その理由は、大ざっぱな解説を求めている方に応えたかったからです。
ネットで検索すると、プラスアルファの情報を求めている人に合った、詳しい解説がたくさん出てきます。
一方、「本質だけの方がありがたい」という人に合う、シンプルな解説はあまり見受けられません。
私自身が陥りがちなこととして、「あれもこれも」と情報を入れ過ぎて本質を見失うことがあります。
本質を見失わない範囲でプラスアルファとして頭に入ればよいのですが、ある程度のボリュームを入れてしまうと、私の場合は裏目に出ることが多いです。
そのため個人的な教訓として、本末転倒になるほどの情報はセーブすることを心がけています。
「あれもこれも」と求めすぎて本質を見失ってしまうより、まず本質だけを押さえるセカンドベストの考え方です。
そういう私自身の背景もあって、大ざっぱな解説にとどめることを重視しました。
詳しい解説が必要であれば、「ダブルループ学習」で検索してみてください。
補足②:私の役割
このブログの記事をいくつか読んでいただいた方は何となく感じているかもしれませんが、「シングルループ学習」の情報があまり見当たらないと思います。

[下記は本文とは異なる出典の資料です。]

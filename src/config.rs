use std::collections::BTreeSet;
use std::path::Path;
use std::time::Duration;

use serde::{Deserialize, Serialize};

use crate::error::RecognitionError;

#[derive(Debug, Clone, PartialEq, Serialize, Deserialize)]
pub struct RecognizerConfig {
    #[serde(default = "default_sequence_length")]
    pub sequence_length: usize,
    #[serde(default = "default_num_landmarks")]
    pub num_landmarks: usize,
    #[serde(default = "default_history_length")]
    pub history_length: usize,
    #[serde(default = "default_stability_run")]
    pub stability_run: usize,
    /// Top-1 minus top-2 probability below which a close-call hint is attached.
    #[serde(default = "default_ambiguity_margin")]
    pub ambiguity_margin: f32,
    #[serde(default = "default_confusable_sets")]
    pub confusable_sets: Vec<ConfusableSet>,
    /// Nearest-neighbour reference set, used when no classifier is injected.
    #[serde(default)]
    pub model_path: Option<String>,
    #[serde(default)]
    pub feedback: FeedbackConfig,
}

impl RecognizerConfig {
    pub const DEFAULT_SEQUENCE_LENGTH: usize = 10;
    pub const DEFAULT_NUM_LANDMARKS: usize = 21;
    pub const DEFAULT_HISTORY_LENGTH: usize = 5;
    pub const DEFAULT_STABILITY_RUN: usize = 3;
    pub const DEFAULT_AMBIGUITY_MARGIN: f32 = 0.20;

    pub fn load(path: &Path) -> Result<Self, RecognitionError> {
        let data = std::fs::read_to_string(path)
            .map_err(|e| RecognitionError::io("read recognizer config", e))?;
        let config: Self = serde_json::from_str(&data)
            .map_err(|e| RecognitionError::json("parse recognizer config", e))?;
        config.validate()?;
        Ok(config)
    }

    /// Length of one normalized per-frame feature vector.
    pub fn feature_len(&self) -> usize {
        self.num_landmarks * 2
    }

    /// Length of a flattened full window, the classifier's input shape.
    pub fn window_len(&self) -> usize {
        self.sequence_length * self.feature_len()
    }

    pub fn validate(&self) -> Result<(), RecognitionError> {
        if self.sequence_length == 0 {
            return Err(RecognitionError::invalid_config(
                "sequence_length must be >= 1",
            ));
        }
        if self.num_landmarks == 0 {
            return Err(RecognitionError::invalid_config("num_landmarks must be >= 1"));
        }
        if self.stability_run == 0 {
            return Err(RecognitionError::invalid_config("stability_run must be >= 1"));
        }
        if self.stability_run > self.history_length {
            return Err(RecognitionError::invalid_config(format!(
                "stability_run ({}) cannot exceed history_length ({})",
                self.stability_run, self.history_length
            )));
        }
        if !(0.0..=1.0).contains(&self.ambiguity_margin) {
            return Err(RecognitionError::invalid_config(format!(
                "ambiguity_margin must lie in [0, 1], got {}",
                self.ambiguity_margin
            )));
        }
        for set in &self.confusable_sets {
            if set.labels.len() < 2 {
                return Err(RecognitionError::invalid_config(format!(
                    "confusable set {:?} needs at least two labels",
                    set.labels
                )));
            }
        }
        self.feedback.validate()
    }
}

impl Default for RecognizerConfig {
    fn default() -> Self {
        Self {
            sequence_length: Self::DEFAULT_SEQUENCE_LENGTH,
            num_landmarks: Self::DEFAULT_NUM_LANDMARKS,
            history_length: Self::DEFAULT_HISTORY_LENGTH,
            stability_run: Self::DEFAULT_STABILITY_RUN,
            ambiguity_margin: Self::DEFAULT_AMBIGUITY_MARGIN,
            confusable_sets: default_confusable_sets(),
            model_path: None,
            feedback: FeedbackConfig::default(),
        }
    }
}

/// Labels that are visually close enough to warrant a disambiguation tip.
#[derive(Debug, Clone, PartialEq, Eq, Serialize, Deserialize)]
pub struct ConfusableSet {
    pub labels: BTreeSet<String>,
    pub tip: String,
}

impl ConfusableSet {
    pub fn new<I, S>(labels: I, tip: impl Into<String>) -> Self
    where
        I: IntoIterator<Item = S>,
        S: Into<String>,
    {
        Self {
            labels: labels.into_iter().map(Into::into).collect(),
            tip: tip.into(),
        }
    }

    pub fn contains_pair(&self, a: &str, b: &str) -> bool {
        self.labels.contains(a) && self.labels.contains(b)
    }
}

#[derive(Debug, Clone, PartialEq, Serialize, Deserialize)]
pub struct FeedbackConfig {
    #[serde(default = "default_cooldown_secs")]
    pub cooldown_secs: u64,
    #[serde(default = "default_request_timeout_ms")]
    pub request_timeout_ms: u64,
    #[serde(default = "default_throttled_message")]
    pub throttled_message: String,
    #[serde(default = "default_failure_message")]
    pub failure_message: String,
}

impl FeedbackConfig {
    pub const DEFAULT_COOLDOWN_SECS: u64 = 10;
    pub const DEFAULT_REQUEST_TIMEOUT_MS: u64 = 8_000;

    pub fn cooldown(&self) -> Duration {
        Duration::from_secs(self.cooldown_secs)
    }

    pub fn request_timeout(&self) -> Duration {
        Duration::from_millis(self.request_timeout_ms)
    }

    pub fn validate(&self) -> Result<(), RecognitionError> {
        if self.request_timeout_ms == 0 {
            return Err(RecognitionError::invalid_config(
                "feedback.request_timeout_ms must be >= 1",
            ));
        }
        Ok(())
    }
}

impl Default for FeedbackConfig {
    fn default() -> Self {
        Self {
            cooldown_secs: Self::DEFAULT_COOLDOWN_SECS,
            request_timeout_ms: Self::DEFAULT_REQUEST_TIMEOUT_MS,
            throttled_message: default_throttled_message(),
            failure_message: default_failure_message(),
        }
    }
}

fn default_sequence_length() -> usize {
    RecognizerConfig::DEFAULT_SEQUENCE_LENGTH
}
fn default_num_landmarks() -> usize {
    RecognizerConfig::DEFAULT_NUM_LANDMARKS
}
fn default_history_length() -> usize {
    RecognizerConfig::DEFAULT_HISTORY_LENGTH
}
fn default_stability_run() -> usize {
    RecognizerConfig::DEFAULT_STABILITY_RUN
}
fn default_ambiguity_margin() -> f32 {
    RecognizerConfig::DEFAULT_AMBIGUITY_MARGIN
}
fn default_confusable_sets() -> Vec<ConfusableSet> {
    vec![ConfusableSet::new(
        ["R", "U", "V"],
        "Try adjusting finger spacing!",
    )]
}
fn default_cooldown_secs() -> u64 {
    FeedbackConfig::DEFAULT_COOLDOWN_SECS
}
fn default_request_timeout_ms() -> u64 {
    FeedbackConfig::DEFAULT_REQUEST_TIMEOUT_MS
}
fn default_throttled_message() -> String {
    "Still thinking... keep practicing!".to_string()
}
fn default_failure_message() -> String {
    "Sorry, coaching tips are unavailable right now. Keep practicing!".to_string()
}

このブログでは、「間接的に影響を及ぼす要素を掘り下げたり、根本的な発想や価値基準を見直したり…」といった内容を主な論点としています。
「ダブルループ学習」のお話ですね。
私たちは日ごろ、「前提を変えない取り組み」の発想に染まりがちです。
日々スマホを通して受ける影響も、自分を取り巻く人間関係でのやりとりも、「ハウツー情報」が圧倒的に多いからです。
もちろん、それ自体は問題というわけではありません。
「ハウツー思考」で解決する事柄も多いですから。
一方で、「ハウツー思考」では解決しにくい次元の問題も少なくありません。
「掘り下げて考える」必要性を感じている人も多いでしょう。
問題は、「前提を変えない取り組み」では解決しにくい実情を経験から察しているにも関わらず、次から次へと押し寄せる「ハウツー情報」に引きずられて、それに終始してしまうことです。
私自身もこれまで数えきれないほど、「ハウツー情報」の波に飲まれてきました。
手前みそになりますが、途上でこういったブログに出会えていたら、かなり違っていただろうと感じています。
私の仕事は、「ダブルループ学習」の支援をすることです。
日常で意識が薄まりやすく、供給も不足している「ダブルループ学習」の支援を、自分の担当領域としています。
このブログでは、日々の具体的な判断や行動、意欲や能力に「間接的に影響を及ぼす事柄」について取り上げています。
「ハウツー思考」が強く助長されてしまう社会で、「掘り下げて考える」一助になれば幸いです。